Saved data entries
-.-.-

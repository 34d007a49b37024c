//! Postgres-backed record store for the generation engine
//!
//! Every unit of work owns one database transaction. `lock_workflow` takes a row lock
//! (`SELECT ... FOR UPDATE`) so concurrent generation requests for the same workflow are
//! serialised; the second one sees the committed `pending_ad` status and is rejected.

use async_trait::async_trait;
use chrono::Utc;
use sqlx::{PgPool, Postgres};

use lps_core::error::AppError;
use lps_core::models::{NewLandingPage, Template, Workflow, WorkflowStatus};
use lps_core::store::{GenerationStore, GenerationUnit};

use super::template::TEMPLATE_COLUMNS;
use super::transaction::TransactionGuard;
use super::workflow::WORKFLOW_COLUMNS;

#[derive(Clone)]
pub struct PgGenerationStore {
    pool: PgPool,
}

impl PgGenerationStore {
    pub fn new(pool: PgPool) -> Self {
        Self { pool }
    }
}

#[async_trait]
impl GenerationStore for PgGenerationStore {
    async fn begin(&self) -> Result<Box<dyn GenerationUnit>, AppError> {
        let guard = TransactionGuard::begin(&self.pool).await?;
        Ok(Box::new(PgGenerationUnit { guard }))
    }

    #[tracing::instrument(skip(self))]
    async fn find_template(&self, template_id: i64) -> Result<Option<Template>, AppError> {
        let template = sqlx::query_as::<Postgres, Template>(&format!(
            "SELECT {TEMPLATE_COLUMNS} FROM template WHERE id = $1"
        ))
        .bind(template_id)
        .fetch_optional(&self.pool)
        .await?;
        Ok(template)
    }
}

/// One generation transaction
pub struct PgGenerationUnit {
    guard: TransactionGuard,
}

#[async_trait]
impl GenerationUnit for PgGenerationUnit {
    #[tracing::instrument(skip(self))]
    async fn lock_workflow(&mut self, workflow_id: i64) -> Result<Option<Workflow>, AppError> {
        let conn = self.guard.connection()?;
        let workflow = sqlx::query_as::<Postgres, Workflow>(&format!(
            "SELECT {WORKFLOW_COLUMNS} FROM workflow WHERE id = $1 FOR UPDATE"
        ))
        .bind(workflow_id)
        .fetch_optional(conn)
        .await?;
        Ok(workflow)
    }

    #[tracing::instrument(skip(self))]
    async fn templates_by_ids(&mut self, template_ids: &[i64]) -> Result<Vec<Template>, AppError> {
        let conn = self.guard.connection()?;
        let templates = sqlx::query_as::<Postgres, Template>(&format!(
            "SELECT {TEMPLATE_COLUMNS} FROM template WHERE id = ANY($1)"
        ))
        .bind(template_ids)
        .fetch_all(conn)
        .await?;
        Ok(templates)
    }

    #[tracing::instrument(skip(self))]
    async fn existing_landing_page_template_ids(
        &mut self,
        workflow_id: i64,
        template_ids: &[i64],
    ) -> Result<Vec<i64>, AppError> {
        let conn = self.guard.connection()?;
        let ids: Vec<i64> = sqlx::query_scalar(
            r#"
            SELECT template_id
            FROM landing_page
            WHERE workflow_id = $1 AND template_id = ANY($2)
            ORDER BY template_id
            "#,
        )
        .bind(workflow_id)
        .bind(template_ids)
        .fetch_all(conn)
        .await?;
        Ok(ids)
    }

    #[tracing::instrument(skip(self, landing_page), fields(
        workflow_id = landing_page.workflow_id,
        template_id = landing_page.template_id,
    ))]
    async fn create_landing_page(&mut self, landing_page: NewLandingPage) -> Result<i64, AppError> {
        let conn = self.guard.connection()?;
        let result = sqlx::query_scalar::<Postgres, i64>(
            r#"
            INSERT INTO landing_page (workflow_id, template_id, selected_video_ids,
                generated_page_url, created_at)
            VALUES ($1, $2, $3, '', $4)
            RETURNING id
            "#,
        )
        .bind(landing_page.workflow_id)
        .bind(landing_page.template_id)
        .bind(&landing_page.selected_video_ids)
        .bind(Utc::now())
        .fetch_one(conn)
        .await;

        match result {
            Ok(id) => Ok(id),
            // Lost a race with another unit that committed the same (workflow, template)
            Err(sqlx::Error::Database(db_err)) if db_err.is_unique_violation() => {
                Err(AppError::DuplicateGeneration {
                    template_ids: vec![landing_page.template_id],
                })
            }
            Err(e) => Err(AppError::Database(e)),
        }
    }

    async fn set_landing_page_url(
        &mut self,
        landing_page_id: i64,
        url: &str,
    ) -> Result<(), AppError> {
        let conn = self.guard.connection()?;
        sqlx::query("UPDATE landing_page SET generated_page_url = $2 WHERE id = $1")
            .bind(landing_page_id)
            .bind(url)
            .execute(conn)
            .await?;
        Ok(())
    }

    #[tracing::instrument(skip(self))]
    async fn update_workflow_status(
        &mut self,
        workflow_id: i64,
        status: WorkflowStatus,
    ) -> Result<(), AppError> {
        let conn = self.guard.connection()?;
        sqlx::query("UPDATE workflow SET status = $2, updated_at = $3 WHERE id = $1")
            .bind(workflow_id)
            .bind(status)
            .bind(Utc::now())
            .execute(conn)
            .await?;
        Ok(())
    }

    async fn commit(self: Box<Self>) -> Result<(), AppError> {
        self.guard.commit().await?;
        Ok(())
    }

    async fn rollback(self: Box<Self>) -> Result<(), AppError> {
        self.guard.rollback().await?;
        Ok(())
    }
}
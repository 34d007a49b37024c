//! Workflow batch records

use chrono::{DateTime, Utc};
use serde::{Deserialize, Serialize};
use sqlx::FromRow;
use std::fmt;
use utoipa::ToSchema;

/// Workflow lifecycle status (matches database enum)
///
/// `Draft -> PendingAd` happens only through a successful generation;
/// `Ready -> Archived` only through the archive operation. `Ready` itself is set by
/// collaborators outside the generation engine.
#[derive(Debug, Clone, Copy, PartialEq, Eq, Hash, sqlx::Type, Serialize, Deserialize, ToSchema)]
#[sqlx(type_name = "workflow_status", rename_all = "snake_case")]
#[serde(rename_all = "snake_case")]
pub enum WorkflowStatus {
    Draft,
    PendingAd,
    Ready,
    Archived,
}

impl WorkflowStatus {
    pub fn as_str(&self) -> &'static str {
        match self {
            WorkflowStatus::Draft => "draft",
            WorkflowStatus::PendingAd => "pending_ad",
            WorkflowStatus::Ready => "ready",
            WorkflowStatus::Archived => "archived",
        }
    }
}

impl fmt::Display for WorkflowStatus {
    fn fmt(&self, f: &mut fmt::Formatter<'_>) -> fmt::Result {
        f.write_str(self.as_str())
    }
}

impl std::str::FromStr for WorkflowStatus {
    type Err = String;

    fn from_str(s: &str) -> Result<Self, Self::Err> {
        match s {
            "draft" => Ok(WorkflowStatus::Draft),
            "pending_ad" => Ok(WorkflowStatus::PendingAd),
            "ready" => Ok(WorkflowStatus::Ready),
            "archived" => Ok(WorkflowStatus::Archived),
            other => Err(format!("unknown workflow status '{}'", other)),
        }
    }
}

/// Workflow definition (database row)
#[derive(Debug, Clone, Serialize, Deserialize, FromRow)]
pub struct Workflow {
    pub id: i64,
    pub name: String,
    pub status: WorkflowStatus,
    pub created_by: String,
    pub created_at: DateTime<Utc>,
    pub updated_at: DateTime<Utc>,
}

/// Workflow row joined with the number of landing pages it owns (list view)
#[derive(Debug, Clone, Serialize, Deserialize, FromRow)]
pub struct WorkflowWithCount {
    pub id: i64,
    pub name: String,
    pub status: WorkflowStatus,
    pub created_by: String,
    pub created_at: DateTime<Utc>,
    pub updated_at: DateTime<Utc>,
    pub landing_page_count: i64,
}

#[cfg(test)]
mod tests {
    use super::*;

    #[test]
    fn test_status_round_trips_through_str() {
        for status in [
            WorkflowStatus::Draft,
            WorkflowStatus::PendingAd,
            WorkflowStatus::Ready,
            WorkflowStatus::Archived,
        ] {
            assert_eq!(status.as_str().parse::<WorkflowStatus>(), Ok(status));
        }
        assert!("generating".parse::<WorkflowStatus>().is_err());
    }

    #[test]
    fn test_status_serializes_snake_case() {
        let json = serde_json::to_string(&WorkflowStatus::PendingAd).unwrap();
        assert_eq!(json, "\"pending_ad\"");
    }
}
//! Landing page repository (read side)
//!
//! Landing pages are only ever written by the generation unit of work in
//! [`crate::db::generation`]; this repository serves the workflow detail view.

use anyhow::{Context, Result};
use sqlx::{PgPool, Postgres};

use lps_core::models::LandingPage;

#[derive(Clone)]
pub struct LandingPageRepository {
    pool: PgPool,
}

impl LandingPageRepository {
    pub fn new(pool: PgPool) -> Self {
        Self { pool }
    }

    pub async fn list_by_workflow(&self, workflow_id: i64) -> Result<Vec<LandingPage>> {
        let rows = sqlx::query_as::<Postgres, LandingPage>(
            r#"
            SELECT id, workflow_id, template_id, selected_video_ids, generated_page_url,
                created_at
            FROM landing_page
            WHERE workflow_id = $1
            ORDER BY id ASC
            "#,
        )
        .bind(workflow_id)
        .fetch_all(&self.pool)
        .await
        .context("Failed to list landing pages")?;
        Ok(rows)
    }
}
//! URL and filesystem naming conventions shared by the engine and the HTTP layer.

/// URL root under which generated landing pages and previews are served.
pub const GENERATED_URL_ROOT: &str = "/generated";

/// URL root under which template static assets are served (mirrors the templates directory).
pub const TEMPLATES_URL_ROOT: &str = "/templates";

/// Subdirectory of the generated root holding previews.
pub const PREVIEW_DIR: &str = "preview";

/// Element id of the injected selected-videos script tag.
pub const SELECTED_VIDEOS_SCRIPT_ID: &str = "lps-selected-videos";

/// Default `created_by` for workflows created without an explicit creator.
pub const DEFAULT_CREATOR: &str = "system";

/// Default status for newly registered templates and videos.
pub const DEFAULT_RECORD_STATUS: &str = "active";
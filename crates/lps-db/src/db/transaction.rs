//! Database transaction utilities
//!
//! This module provides a guard around an owned Postgres transaction for multi-step
//! operations that need atomicity and that outlive a single function call (the
//! generation unit of work keeps its transaction across several engine steps).

use anyhow::{Context, Result};
use sqlx::{PgConnection, PgPool, Postgres, Transaction};

/// A database transaction wrapper that requires an explicit commit or rollback
///
/// Dropping the guard while the transaction is still open rolls it back (sqlx returns the
/// connection to the pool with the transaction aborted) and logs a warning, since that
/// means an error path forgot to end the unit of work.
///
/// # Example
///
/// ```ignore
/// use lps_db::TransactionGuard;
///
/// async fn example(pool: &sqlx::PgPool) -> anyhow::Result<()> {
///     let mut tx = TransactionGuard::begin(pool).await?;
///     sqlx::query("UPDATE workflow SET ...").execute(tx.connection()?).await?;
///     tx.commit().await?;
///     Ok(())
/// }
/// ```
pub struct TransactionGuard {
    transaction: Option<Transaction<'static, Postgres>>,
}

impl TransactionGuard {
    /// Begin a new database transaction
    pub async fn begin(pool: &PgPool) -> Result<Self> {
        let transaction = pool
            .begin()
            .await
            .context("Failed to begin database transaction")?;

        Ok(Self {
            transaction: Some(transaction),
        })
    }

    /// Connection bound to the open transaction, for use as a sqlx executor.
    pub fn connection(&mut self) -> Result<&mut PgConnection> {
        self.transaction
            .as_deref_mut()
            .context("Transaction was already committed or rolled back")
    }

    /// Commit the transaction
    ///
    /// After calling this, the transaction is consumed and cannot be used further.
    pub async fn commit(mut self) -> Result<()> {
        if let Some(tx) = self.transaction.take() {
            tx.commit()
                .await
                .context("Failed to commit database transaction")?;
        }
        Ok(())
    }

    /// Rollback the transaction
    ///
    /// After calling this, the transaction is consumed and cannot be used further.
    pub async fn rollback(mut self) -> Result<()> {
        if let Some(tx) = self.transaction.take() {
            tx.rollback()
                .await
                .context("Failed to rollback database transaction")?;
        }
        Ok(())
    }
}

impl Drop for TransactionGuard {
    fn drop(&mut self) {
        if self.transaction.is_some() {
            tracing::warn!(
                "Transaction was dropped without explicit commit or rollback - rolling back"
            );
        }
    }
}
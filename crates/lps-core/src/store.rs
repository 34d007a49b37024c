//! Record-store traits consumed by the generation engine
//!
//! The engine never talks to a database directly. It opens a [`GenerationUnit`] through a
//! [`GenerationStore`], stages every read and write of one generation request inside that
//! unit, and ends it with exactly one `commit` or `rollback`. Implementations must give the
//! unit transactional isolation: a workflow locked by one unit cannot be observed in its
//! pre-commit state by a concurrent unit.

use async_trait::async_trait;

use crate::error::AppError;
use crate::models::{NewLandingPage, Template, Workflow, WorkflowStatus};

/// Entry point to the record store
#[async_trait]
pub trait GenerationStore: Send + Sync {
    /// Open a unit of work. Every mutation made through it is invisible to other units
    /// until [`GenerationUnit::commit`].
    async fn begin(&self) -> Result<Box<dyn GenerationUnit>, AppError>;

    /// Fetch a single template outside any unit of work (preview path).
    async fn find_template(&self, template_id: i64) -> Result<Option<Template>, AppError>;
}

/// One transactional unit of work
#[async_trait]
pub trait GenerationUnit: Send {
    /// Fetch the workflow and hold it until the unit ends, serialising concurrent
    /// generation attempts for the same workflow.
    async fn lock_workflow(&mut self, workflow_id: i64) -> Result<Option<Workflow>, AppError>;

    /// Fetch every existing template among `template_ids` (order unspecified).
    async fn templates_by_ids(&mut self, template_ids: &[i64]) -> Result<Vec<Template>, AppError>;

    /// Template ids among `template_ids` that already have a landing page in the workflow.
    async fn existing_landing_page_template_ids(
        &mut self,
        workflow_id: i64,
        template_ids: &[i64],
    ) -> Result<Vec<i64>, AppError>;

    /// Stage a landing page and return its allocated id. The row carries an empty URL
    /// until [`GenerationUnit::set_landing_page_url`] is called.
    async fn create_landing_page(&mut self, landing_page: NewLandingPage) -> Result<i64, AppError>;

    async fn set_landing_page_url(&mut self, landing_page_id: i64, url: &str)
        -> Result<(), AppError>;

    async fn update_workflow_status(
        &mut self,
        workflow_id: i64,
        status: WorkflowStatus,
    ) -> Result<(), AppError>;

    async fn commit(self: Box<Self>) -> Result<(), AppError>;

    async fn rollback(self: Box<Self>) -> Result<(), AppError>;
}
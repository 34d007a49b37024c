//! Data models for the application
//!
//! Each sub-module holds the records of one entity: the reusable page templates, the
//! video catalog, the workflow batches, and the landing pages generated inside them.

mod landing_page;
mod template;
mod video;
mod workflow;

// Re-export all models for convenient imports
pub use landing_page::*;
pub use template::*;
pub use video::*;
pub use workflow::*;
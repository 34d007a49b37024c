//! API constants

/// API base path prefix
pub const API_PREFIX: &str = "/api";

/// Service name reported by the health endpoint
pub const SERVICE_NAME: &str = "lps-backend";

/// Page size used when a list request does not specify one
pub const DEFAULT_PAGE_SIZE: i64 = 20;

/// Largest page size a list request may ask for
pub const MAX_PAGE_SIZE: i64 = 100;
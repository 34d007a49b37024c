//! Generated landing page records

use chrono::{DateTime, Utc};
use serde::{Deserialize, Serialize};
use sqlx::FromRow;
use utoipa::ToSchema;

/// Landing page (database row)
///
/// At most one row exists per (workflow_id, template_id). `selected_video_ids` keeps the
/// display order baked into the generated file.
#[derive(Debug, Clone, Serialize, Deserialize, FromRow)]
pub struct LandingPage {
    pub id: i64,
    pub workflow_id: i64,
    pub template_id: i64,
    pub selected_video_ids: Vec<i64>,
    pub generated_page_url: String,
    pub created_at: DateTime<Utc>,
}

/// Landing page about to be inserted; the store allocates its id.
#[derive(Debug, Clone, PartialEq, Eq)]
pub struct NewLandingPage {
    pub workflow_id: i64,
    pub template_id: i64,
    pub selected_video_ids: Vec<i64>,
}

/// What a caller learns about one generated landing page
#[derive(Debug, Clone, PartialEq, Eq, Serialize, Deserialize, ToSchema)]
pub struct LandingPageSummary {
    pub id: i64,
    pub template_id: i64,
    pub selected_video_ids: Vec<i64>,
    pub generated_page_url: String,
}

impl From<LandingPage> for LandingPageSummary {
    fn from(lp: LandingPage) -> Self {
        LandingPageSummary {
            id: lp.id,
            template_id: lp.template_id,
            selected_video_ids: lp.selected_video_ids,
            generated_page_url: lp.generated_page_url,
        }
    }
}
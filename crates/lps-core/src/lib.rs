//! LPS Core Library
//!
//! This crate provides the domain models, error types, configuration, and record-store
//! traits shared by every LPS component (database layer, generation engine, HTTP API).

pub mod config;
pub mod constants;
pub mod error;
pub mod models;
pub mod store;

// Re-export commonly used types
pub use config::{Config, EngineConfig};
pub use error::{AppError, ErrorMetadata, LogLevel};
pub use store::{GenerationStore, GenerationUnit};
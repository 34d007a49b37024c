//! Application state and sub-states.
//!
//! Handlers extract `State<Arc<AppState>>` and reach into the sub-state they need.

use std::sync::Arc;

use lps_core::{Config, EngineConfig};
use lps_db::{LandingPageRepository, TemplateRepository, VideoRepository, WorkflowRepository};
use lps_engine::{GenerationService, PreviewService};
use sqlx::PgPool;

/// Database pool and entity repositories
#[derive(Clone)]
pub struct DbState {
    pub pool: PgPool,
    pub workflow_repository: WorkflowRepository,
    pub template_repository: TemplateRepository,
    pub video_repository: VideoRepository,
    pub landing_page_repository: LandingPageRepository,
}

impl DbState {
    pub fn new(pool: PgPool) -> Self {
        Self {
            workflow_repository: WorkflowRepository::new(pool.clone()),
            template_repository: TemplateRepository::new(pool.clone()),
            video_repository: VideoRepository::new(pool.clone()),
            landing_page_repository: LandingPageRepository::new(pool.clone()),
            pool,
        }
    }
}

/// Landing page generation and preview services
#[derive(Clone)]
pub struct EngineState {
    pub generation: Arc<GenerationService>,
    pub preview: Arc<PreviewService>,
    pub config: EngineConfig,
}

pub struct AppState {
    pub db: DbState,
    pub engine: EngineState,
    pub config: Config,
}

-.-.-

Work through the data and count each line holding the string "traits". Give only that count.

Solution to the problem: 2